Concernant la médication, le président de l’Avef indique son souhait de « revoir les temps d’attente de nombreuses molécules médicamenteuses des plus classiques, afin de garder la possibilité de traiter les chevaux facilement et de ne pas avoir à les exclure systématiquement d’une possible destination bouchère, porte de sortie restant somme toute honorable comparée à l’abandon, qui va croissant, faute de moyens pour l’entretien des chevaux. Là encore, des progrès doivent être faits pour améliorer les conditions dans les abattoirs ».

La pharmacopée en équine

La raréfaction de l’arsenal thérapeutique disponible en France pour les équidés inquiète les confrères, et constitue un frein : « Nous n’avons plus, depuis bien longtemps, d’accès facile et approprié à de nombreuses molécules, dont certaines formes adaptées de pénicilline pour le cheval, alors qu’en même temps nous sommes des acteurs de premier plan dans l’utilisation juste et correcte des antibiotiques et nous manquons d’alternatives pour cette espèce. » Il ajoute que « rien n’est fait pour améliorer la disponibilité et la facilité de prescription de ces molécules de substitution, rien n’est fait pour mettre en avant les alternatives à l’utilisation des antibiotiques dits critiques et, plus largement, pour les alternatives non médicamenteuses ».

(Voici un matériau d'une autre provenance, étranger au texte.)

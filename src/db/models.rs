//! Database Models - structs representing database tables (used by sqlx/serde).

use chrono::{DateTime, Utc};
use serde::{Deserialize, Serialize};
use sqlx::FromRow;
use uuid::Uuid;

/// User model. `password_hash` stays server-side; API responses use
/// [`PublicUser`] instead.
#[derive(Debug, Clone, FromRow, Serialize, Deserialize)]
pub struct User {
    pub id: Uuid,
    pub username: String,
    pub email: String,
    #[serde(skip_serializing)]
    pub password_hash: String,
    pub role: String,
    pub created_at: DateTime<Utc>,
    pub updated_at: DateTime<Utc>,
}

/// User view returned to clients
#[derive(Debug, Clone, Serialize, Deserialize)]
pub struct PublicUser {
    pub id: Uuid,
    pub username: String,
    pub email: String,
    pub role: String,
}

impl From<User> for PublicUser {
    fn from(u: User) -> Self {
        PublicUser {
            id: u.id,
            username: u.username,
            email: u.email,
            role: u.role,
        }
    }
}

/// Project model
#[derive(Debug, Clone, FromRow, Serialize, Deserialize)]
#[serde(rename_all = "camelCase")]
pub struct Project {
    pub id: Uuid,
    pub title: String,
    pub description: String,
    pub image_url: String,
    pub technologies: Vec<String>,
    pub github_url: Option<String>,
    pub live_url: Option<String>,
    pub sort_order: i32,
    pub featured: bool,
    pub created_at: DateTime<Utc>,
    pub updated_at: DateTime<Utc>,
}

/// Blog post model
#[derive(Debug, Clone, FromRow, Serialize, Deserialize)]
#[serde(rename_all = "camelCase")]
pub struct BlogPost {
    pub id: Uuid,
    pub title: String,
    pub content: String,
    pub excerpt: String,
    pub author_id: Uuid,
    pub tags: Vec<String>,
    pub image_url: Option<String>,
    pub status: String,
    pub slug: String,
    pub created_at: DateTime<Utc>,
    pub updated_at: DateTime<Utc>,
}

/// Blog post joined with its author's username (list/detail views)
#[derive(Debug, Clone, FromRow, Serialize, Deserialize)]
#[serde(rename_all = "camelCase")]
pub struct BlogPostWithAuthor {
    pub id: Uuid,
    pub title: String,
    pub content: String,
    pub excerpt: String,
    pub author_id: Uuid,
    pub author_username: String,
    pub tags: Vec<String>,
    pub image_url: Option<String>,
    pub status: String,
    pub slug: String,
    pub created_at: DateTime<Utc>,
    pub updated_at: DateTime<Utc>,
}

/// A user's reaction against a blog post or project.
///
/// At most one row exists per (user_id, kind, target_type, target_id);
/// the unique index created in the migrations enforces that.
#[derive(Debug, Clone, FromRow, Serialize, Deserialize)]
#[serde(rename_all = "camelCase")]
pub struct UserInteraction {
    pub id: Uuid,
    pub user_id: Uuid,
    #[serde(rename = "type")]
    pub kind: String,
    pub target_type: String,
    pub target_id: Uuid,
    pub rating: Option<i32>,
    pub comment: Option<String>,
    pub created_at: DateTime<Utc>,
    pub updated_at: DateTime<Utc>,
}

/// Interaction joined with the owning user's username (target feeds)
#[derive(Debug, Clone, FromRow, Serialize, Deserialize)]
#[serde(rename_all = "camelCase")]
pub struct InteractionWithUser {
    pub id: Uuid,
    pub user_id: Uuid,
    pub username: String,
    #[serde(rename = "type")]
    pub kind: String,
    pub target_type: String,
    pub target_id: Uuid,
    pub rating: Option<i32>,
    pub comment: Option<String>,
    pub created_at: DateTime<Utc>,
    pub updated_at: DateTime<Utc>,
}

/// Downloadable resource attached to a blog post or project
#[derive(Debug, Clone, FromRow, Serialize, Deserialize)]
#[serde(rename_all = "camelCase")]
pub struct Resource {
    pub id: Uuid,
    pub title: String,
    pub description: String,
    #[serde(rename = "type")]
    pub kind: String,
    pub file_url: String,
    pub file_size: i64,
    pub file_type: String,
    pub related_type: String,
    pub related_id: Uuid,
    pub is_premium: bool,
    pub download_count: i64,
    pub tags: Vec<String>,
    pub created_at: DateTime<Utc>,
    pub updated_at: DateTime<Utc>,
}

/// Feedback item. Attachments and responses are JSONB arrays whose element
/// shapes are [`FeedbackAttachment`] and [`FeedbackReply`].
#[derive(Debug, Clone, FromRow, Serialize, Deserialize)]
#[serde(rename_all = "camelCase")]
pub struct Feedback {
    pub id: Uuid,
    pub user_id: Uuid,
    #[serde(rename = "type")]
    pub kind: String,
    pub title: String,
    pub description: String,
    pub status: String,
    pub priority: String,
    pub related_type: String,
    pub related_id: Option<Uuid>,
    pub attachments: serde_json::Value,
    pub responses: serde_json::Value,
    pub is_public: bool,
    pub created_at: DateTime<Utc>,
    pub updated_at: DateTime<Utc>,
}

/// Element of `feedback.attachments`
#[derive(Debug, Clone, Serialize, Deserialize)]
#[serde(rename_all = "camelCase")]
pub struct FeedbackAttachment {
    pub url: String,
    #[serde(rename = "type")]
    pub kind: String,
    pub size: i64,
}

/// Element of `feedback.responses`
#[derive(Debug, Clone, Serialize, Deserialize)]
#[serde(rename_all = "camelCase")]
pub struct FeedbackReply {
    pub user_id: Uuid,
    pub username: String,
    pub content: String,
    pub is_admin: bool,
    pub created_at: DateTime<Utc>,
}

/// Personal note, snippet, or completion marker against a target
#[derive(Debug, Clone, FromRow, Serialize, Deserialize)]
#[serde(rename_all = "camelCase")]
pub struct LearningProgress {
    pub id: Uuid,
    pub user_id: Uuid,
    #[serde(rename = "type")]
    pub kind: String,
    pub target_type: String,
    pub target_id: Uuid,
    pub content: String,
    pub progress: Option<i32>,
    pub tags: Vec<String>,
    pub is_public: bool,
    pub created_at: DateTime<Utc>,
    pub updated_at: DateTime<Utc>,
}

/// Learning entry joined with the owning user's username (public feeds)
#[derive(Debug, Clone, FromRow, Serialize, Deserialize)]
#[serde(rename_all = "camelCase")]
pub struct LearningProgressWithUser {
    pub id: Uuid,
    pub user_id: Uuid,
    pub username: String,
    #[serde(rename = "type")]
    pub kind: String,
    pub target_type: String,
    pub target_id: Uuid,
    pub content: String,
    pub progress: Option<i32>,
    pub tags: Vec<String>,
    pub is_public: bool,
    pub created_at: DateTime<Utc>,
    pub updated_at: DateTime<Utc>,
}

Aujourd’hui, Jean-Yves Gauchot cite plusieurs éléments qui font obstacle : des produits d’hygiène qui ont du mal à trouver leur place législative et réglementaire, les antibiotiques non critiques régulièrement indisponibles, les laboratoires frileux à l’idée d’investir dans le développement de nouvelles molécules, les laboratoires qui hésitent même à remettre au goût du jour des molécules princeps, efficaces et non critiques comme l’amoxicilline, disparue du marché pour le cheval il y a plusieurs années. Le président complète : « Le dispositif médical vétérinaire n’étant pas réglementé, tous les marchands du temple s’engouffrent dans cette voie et leurrent le praticien sur les droits et la sécurité des produits. »

  • 1 Voir aussi pages 30 et 31 de ce numéro.